What I want to be able to do in 6502 is use an AND statement on something, use a mask to clear all but one bit. Say I want to look at bit #1 (mask of %00000010). Can I then take that bit I looked at and store its 1 or 0 into something or do I have to use a LSR and store after that?

Basically say I had a variable that had the binary value: %11111101, I loaded that into A and then performed AND with %00000010. Obviously bit #1 is 0. Can I take that 0 and store it without having to use a bunch of CMP statements?

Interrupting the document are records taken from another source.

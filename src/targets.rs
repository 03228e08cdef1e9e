// Copyright (c) 2026, Chad Hogan
// All rights reserved.
//
// This source code is licensed under the BSD-3-Clause license found in the
// LICENSE file in the root directory of this source tree.

use rustc_hash::FxHashSet;
use tracing::debug;

/// When the front may stop early because target points were reached.
#[derive(Debug, Clone, Copy, PartialEq, Eq, Default)]
pub enum TargetReachedMode {
    /// Never stop on targets; march until the queue empties or the stopping
    /// value is exceeded.
    #[default]
    NoTargets,
    /// Stop after the first target becomes Alive.
    OneTarget,
    /// Stop after the given number of distinct targets became Alive.
    SomeTargets(usize),
    /// Stop after every in-bounds target became Alive.
    AllTargets,
}

/// Tracks target points and decides when marching ends.
///
/// Targets are flat indices; out-of-bounds targets must be filtered out
/// by the caller. Once the reached count meets the mode's threshold, the
/// arrival time of the node that met it is latched and never changes.
#[derive(Debug, Clone)]
pub struct TargetStop {
    mode: TargetReachedMode,
    offset: f64,
    targets: FxHashSet<usize>,
    reached: Vec<(usize, f64)>,
    reached_set: FxHashSet<usize>,
    threshold: Option<usize>,
    latched: Option<f64>,
    largest: Option<f64>,
}

impl TargetStop {
    /// Create a controller for `targets` (duplicates are merged).
    pub fn new(
        mode: TargetReachedMode,
        offset: f64,
        targets: impl IntoIterator<Item = usize>,
    ) -> Self {
        let targets: FxHashSet<usize> = targets.into_iter().collect();
        let threshold = match mode {
            TargetReachedMode::NoTargets => None,
            TargetReachedMode::OneTarget => Some(1),
            TargetReachedMode::SomeTargets(count) => Some(count),
            TargetReachedMode::AllTargets => Some(targets.len()),
        }
        .filter(|&t| t > 0);

        if let Some(t) = threshold {
            if t > targets.len() {
                debug!(
                    threshold = t,
                    targets = targets.len(),
                    "target threshold exceeds target count and will never be met"
                );
            }
        }

        TargetStop {
            mode,
            offset,
            targets,
            reached: Vec::new(),
            reached_set: FxHashSet::default(),
            threshold,
            latched: None,
            largest: None,
        }
    }

    /// Record that `flat` became Alive with arrival time `value`.
    pub fn on_alive(&mut self, flat: usize, value: f64) {
        self.largest = Some(self.largest.map_or(value, |l| l.max(value)));

        if !self.targets.contains(&flat) || !self.reached_set.insert(flat) {
            return;
        }
        self.reached.push((flat, value));

        if self.latched.is_none() && Some(self.reached.len()) == self.threshold {
            debug!(
                target_value = value,
                reached = self.reached.len(),
                offset = self.offset,
                "target condition met"
            );
            self.latched = Some(value);
        }
    }

    /// Whether the target condition has fired.
    pub fn is_latched(&self) -> bool {
        self.latched.is_some()
    }

    /// Largest admissible value for the next node to freeze.
    ///
    /// After latching this is `target value + offset`, replacing the plain
    /// stopping value.
    pub fn limit(&self, stopping_value: f64) -> f64 {
        match self.latched {
            Some(v) => v + self.offset,
            None => stopping_value,
        }
    }

    /// The latched target value, or for [`TargetReachedMode::NoTargets`] the
    /// largest arrival time produced so far.
    pub fn target_value(&self) -> Option<f64> {
        match self.mode {
            TargetReachedMode::NoTargets => self.largest,
            _ => self.latched,
        }
    }

    /// Reached targets as `(flat, arrival time)` in the order they were reached.
    pub fn reached(&self) -> &[(usize, f64)] {
        &self.reached
    }
}

#[cfg(test)]
mod tests {
    use super::*;

    #[test]
    fn one_target_latches_once() {
        let mut stop = TargetStop::new(TargetReachedMode::OneTarget, 0.0, [3, 7, 9]);
        stop.on_alive(1, 0.5);
        assert!(!stop.is_latched());
        assert_eq!(stop.target_value(), None);

        stop.on_alive(7, 2.0);
        assert!(stop.is_latched());
        assert_eq!(stop.target_value(), Some(2.0));

        // Reaching more targets does not move the latched value.
        stop.on_alive(3, 2.5);
        stop.on_alive(9, 4.0);
        assert_eq!(stop.target_value(), Some(2.0));
        assert_eq!(stop.reached(), &[(7, 2.0), (3, 2.5), (9, 4.0)]);
    }

    #[test]
    fn some_targets_uses_nth_arrival() {
        let mut stop = TargetStop::new(TargetReachedMode::SomeTargets(2), 5.0, [10, 20, 30]);
        stop.on_alive(20, 1.0);
        assert!(!stop.is_latched());
        assert_eq!(stop.limit(100.0), 100.0);

        stop.on_alive(30, 3.0);
        assert_eq!(stop.target_value(), Some(3.0));
        assert_eq!(stop.limit(100.0), 8.0);
    }

    #[test]
    fn limit_replaces_stopping_value_after_latch() {
        let mut stop = TargetStop::new(TargetReachedMode::OneTarget, 10.0, [4]);
        stop.on_alive(4, 5.0);
        // The offset may extend past a smaller stopping value.
        assert_eq!(stop.limit(7.0), 15.0);
    }

    #[test]
    fn duplicate_reach_is_counted_once() {
        let mut stop = TargetStop::new(TargetReachedMode::SomeTargets(2), 0.0, [1, 2]);
        stop.on_alive(1, 1.0);
        stop.on_alive(1, 1.0);
        assert!(!stop.is_latched());
        assert_eq!(stop.reached().len(), 1);
    }

    #[test]
    fn all_targets_merges_duplicates() {
        let mut stop = TargetStop::new(TargetReachedMode::AllTargets, 0.0, [5, 5, 6]);
        stop.on_alive(5, 1.0);
        assert!(!stop.is_latched());
        stop.on_alive(6, 2.0);
        assert_eq!(stop.target_value(), Some(2.0));
    }

    #[test]
    fn unreachable_thresholds_never_latch() {
        let mut too_many = TargetStop::new(TargetReachedMode::SomeTargets(4), 0.0, [1, 2]);
        let mut zero = TargetStop::new(TargetReachedMode::SomeTargets(0), 0.0, [1, 2]);
        let mut empty = TargetStop::new(TargetReachedMode::AllTargets, 0.0, std::iter::empty());
        for (flat, value) in [(1, 1.0), (2, 2.0), (3, 3.0)] {
            too_many.on_alive(flat, value);
            zero.on_alive(flat, value);
            empty.on_alive(flat, value);
        }
        for stop in [&too_many, &zero, &empty] {
            assert!(!stop.is_latched());
            assert_eq!(stop.limit(42.0), 42.0);
            assert_eq!(stop.target_value(), None);
        }
        assert_eq!(too_many.reached().len(), 2);
    }

    #[test]
    fn no_targets_reports_largest_value() {
        let mut stop = TargetStop::new(TargetReachedMode::NoTargets, 0.0, [2]);
        assert_eq!(stop.target_value(), None);
        stop.on_alive(0, 4.0);
        stop.on_alive(1, 1.0);
        stop.on_alive(2, 6.0);
        assert_eq!(stop.target_value(), Some(6.0));
        assert!(!stop.is_latched());
        // Targets are still recorded for reporting.
        assert_eq!(stop.reached(), &[(2, 6.0)]);
    }
}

Sorry if this sounds strange, but I tried wording it as best I could.

by on (#29786)
Code:
lda #%11111111
and #%00000010
sta flag
; flag = %00000010

lda #%00000000
and #%00000010
sta flag
; flag = %00000000

If you don't mind flag being 0 for false and %00000010 for true, then no LSR is needed. For example:
Code:
lda flag
bne flag_is_true
flag_is_false:
...

flag_is_true:
...

Don't you have something you can run 6502 code with to try these things?

by on (#29787)
Yes, you can store the result of an AND to memory.
Code:
  ; prepare memory
  lda #%11111101
  sta $00
  lda #%11111111
  sta $01

  ; test AND instruction
  lda $00  ; A has %11111101
  and #%00000010  ; A has 00000000
  sta $02  ; $02 has 00000000

  lda $00  ; A has %11111111
  and #%00000010  ; A has 00000000
  sta $03  ; $03 has 00000010

Then when you load it back again, you can use BNE or BEQ to test whether the result was zero or nonzero:
Code:
  lda $03
  beq dontRedraw
  jsr redrawLine
dontRedraw:

by on (#29789)
If you use many flags, which I'm sure you will, you may want to have 8 flags in a byte instead of just 1. It will take a few extra cycles to do AND before every comparison. So if you wanted to test bit #5, you'd have to do this:

Code:
lda FlagHolder ;This byte holds 8 flags
and #$20 ; We test bit 5 by clearing all other bits except bit 5
beq FlagNotSet ;If the flag is not set, the value will be EQual to 0, so branch.
jsr FlagSet ;If the flag is set, the value will Not be Equal to 0, and will not branch, and it will come to here.


The only reason I say this is because the first minigame I made had me checking for flags, and I only used the first bit of every bit to determine if a flag was set. The code was ugly, sloppy, and a terrible space-waster.